As the Prime Minister attempts to use a team-building away day at Chequers to draw her senior cabinet members together over Brexit, a leaked copy of her timetable has been revealed to the press and is as follows:
8:00-8:15 – Arrival
8:15-9:00 – Champagne breakfast
9:00-9:30 – Tea and Coffee break
9:30-10:30 – Holy communion conducted by special guest Rev. Jacob Rees-Mogg. Sermon on why lower class life should hold greater value in the womb than out of it.

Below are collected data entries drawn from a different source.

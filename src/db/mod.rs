use anyhow::Result;
use sea_orm::{ConnectOptions, ConnectionTrait, Database, DatabaseConnection, Statement};
use std::path::Path;
use std::time::Duration;
use tracing::info;

use crate::entities::{markers, users};

pub mod migrator;
pub mod repositories;

pub use repositories::user::User;

#[derive(Clone)]
pub struct Store {
    pub conn: DatabaseConnection,
}

impl Store {
    pub async fn with_pool_options(
        db_url: &str,
        max_connections: u32,
        min_connections: u32,
    ) -> Result<Self> {
        use sea_orm_migration::MigratorTrait;

        if !db_url.contains(":memory:") {
            let path_str = db_url.trim_start_matches("sqlite:");
            if let Some(parent) = Path::new(path_str).parent() {
                tokio::fs::create_dir_all(parent).await.ok();
            }
            if !Path::new(path_str).exists() {
                std::fs::File::create(path_str)?;
            }
        }

        let mut opt = ConnectOptions::new(db_url.to_string());
        opt.max_connections(max_connections)
            .min_connections(min_connections)
            .connect_timeout(Duration::from_secs(10))
            .acquire_timeout(Duration::from_secs(10))
            .idle_timeout(Duration::from_secs(300))
            .max_lifetime(Duration::from_secs(600))
            .sqlx_logging(false);

        let conn = Database::connect(opt).await?;

        migrator::Migrator::up(&conn, None).await?;

        info!(
            "Database connected & migrations applied (pool: {}-{})",
            min_connections, max_connections
        );

        Ok(Self { conn })
    }

    pub async fn ping(&self) -> Result<()> {
        let backend = self.conn.get_database_backend();
        self.conn
            .query_one(Statement::from_string(backend, "SELECT 1".to_string()))
            .await?;
        Ok(())
    }

    fn user_repo(&self) -> repositories::user::UserRepository {
        repositories::user::UserRepository::new(self.conn.clone())
    }

    fn marker_repo(&self) -> repositories::marker::MarkerRepository {
        repositories::marker::MarkerRepository::new(self.conn.clone())
    }

    // ========================================================================
    // Users
    // ========================================================================

    pub async fn get_user_by_username(&self, username: &str) -> Result<Option<User>> {
        self.user_repo().get_by_username(username).await
    }

    pub async fn get_user_by_username_with_password(
        &self,
        username: &str,
    ) -> Result<Option<(User, String)>> {
        self.user_repo()
            .get_by_username_with_password(username)
            .await
    }

    pub async fn insert_user(
        &self,
        username: &str,
        password_hash: &str,
        is_admin: bool,
        is_approved: bool,
    ) -> Result<User> {
        self.user_repo()
            .insert(username, password_hash, is_admin, is_approved)
            .await
    }

    pub async fn list_pending_users(&self) -> Result<Vec<User>> {
        self.user_repo().list_pending().await
    }

    pub async fn approve_user(&self, id: i32) -> Result<Option<User>> {
        self.user_repo().approve(id).await
    }

    // ========================================================================
    // Markers
    // ========================================================================

    #[allow(clippy::too_many_arguments)]
    pub async fn insert_marker(
        &self,
        lat: f64,
        lon: f64,
        kind: &str,
        label: &str,
        description: Option<&str>,
        created_by: i32,
        created_at: &str,
    ) -> Result<i32> {
        self.marker_repo()
            .insert(lat, lon, kind, label, description, created_by, created_at)
            .await
    }

    pub async fn list_markers_with_creators(
        &self,
    ) -> Result<Vec<(markers::Model, Option<users::Model>)>> {
        self.marker_repo().list_with_creators().await
    }
}
use axum::{
    Extension, Json,
    extract::{Path, State},
};
use serde::Serialize;
use std::sync::Arc;

use super::{ApiError, AppState, MessageResponse};
use crate::db::User;
use crate::services::require_admin;

#[derive(Serialize)]
pub struct PendingUserDto {
    pub id: i32,
    pub username: String,
}

/// GET /admin/pending
/// Accounts waiting for approval (admin only)
pub async fn list_pending(
    State(state): State<Arc<AppState>>,
    Extension(user): Extension<User>,
) -> Result<Json<Vec<PendingUserDto>>, ApiError> {
    require_admin(&user)?;

    let pending = state.auth.list_pending().await?;

    Ok(Json(
        pending
            .into_iter()
            .map(|u| PendingUserDto {
                id: u.id,
                username: u.username,
            })
            .collect(),
    ))
}

/// POST /admin/approve/{user_id}
/// Approve a pending account (admin only)
pub async fn approve_user(
    State(state): State<Arc<AppState>>,
    Extension(user): Extension<User>,
    Path(user_id): Path<i32>,
) -> Result<Json<MessageResponse>, ApiError> {
    require_admin(&user)?;

    let approved = state.auth.approve(user_id).await?;

    Ok(Json(MessageResponse {
        message: format!("User {} approved", approved.username),
    }))
}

10:30-11:30 – ‘Forgetting Grenfell’. An hour of hypnosis designed to aid the willful ignorance of the widespread use of flammable cladding on working-class tower blocks. Led by Brexit bus visionary and second famous British hypnotist Paul McKenna
11:30-12:30 – Tea and Coffee break. Optional jog through the adjacent wheatfields for those feeling a bit naughty
12:30-13:30 – Lunch
13:30-15:30 – Foxhunt, for those who have remembered to bring their tunics and horses
15:30-16:30 – ‘Making a success of Brexit Britain’. Inspiring presentation by renowned businessman, expert in making things that suck and Malaysian factory owner Sir James Dyson
16:30-17:30 – ‘The NHS and your bank account: A post-Brexit vision’. Presentation on the opportunities for personal financial gain following withdrawal from the EU. Delivered by Jeremy Hunt and Sir Richard Branson.
17:30-18:00 – Latin rap battle. Team-building exercise led by Foreign Secretary Boris Johnson. All contenders welcome.
18:00 – Depart for dinner at the Bullingdon club
Labour leader Jeremy Corbyn is reportedly planning an away day on his allotment during which his shadow cabinet members will chat over their ideas for Brexit as they tend the courgettes and carrots, but he is yet to receive any responses from his invitees.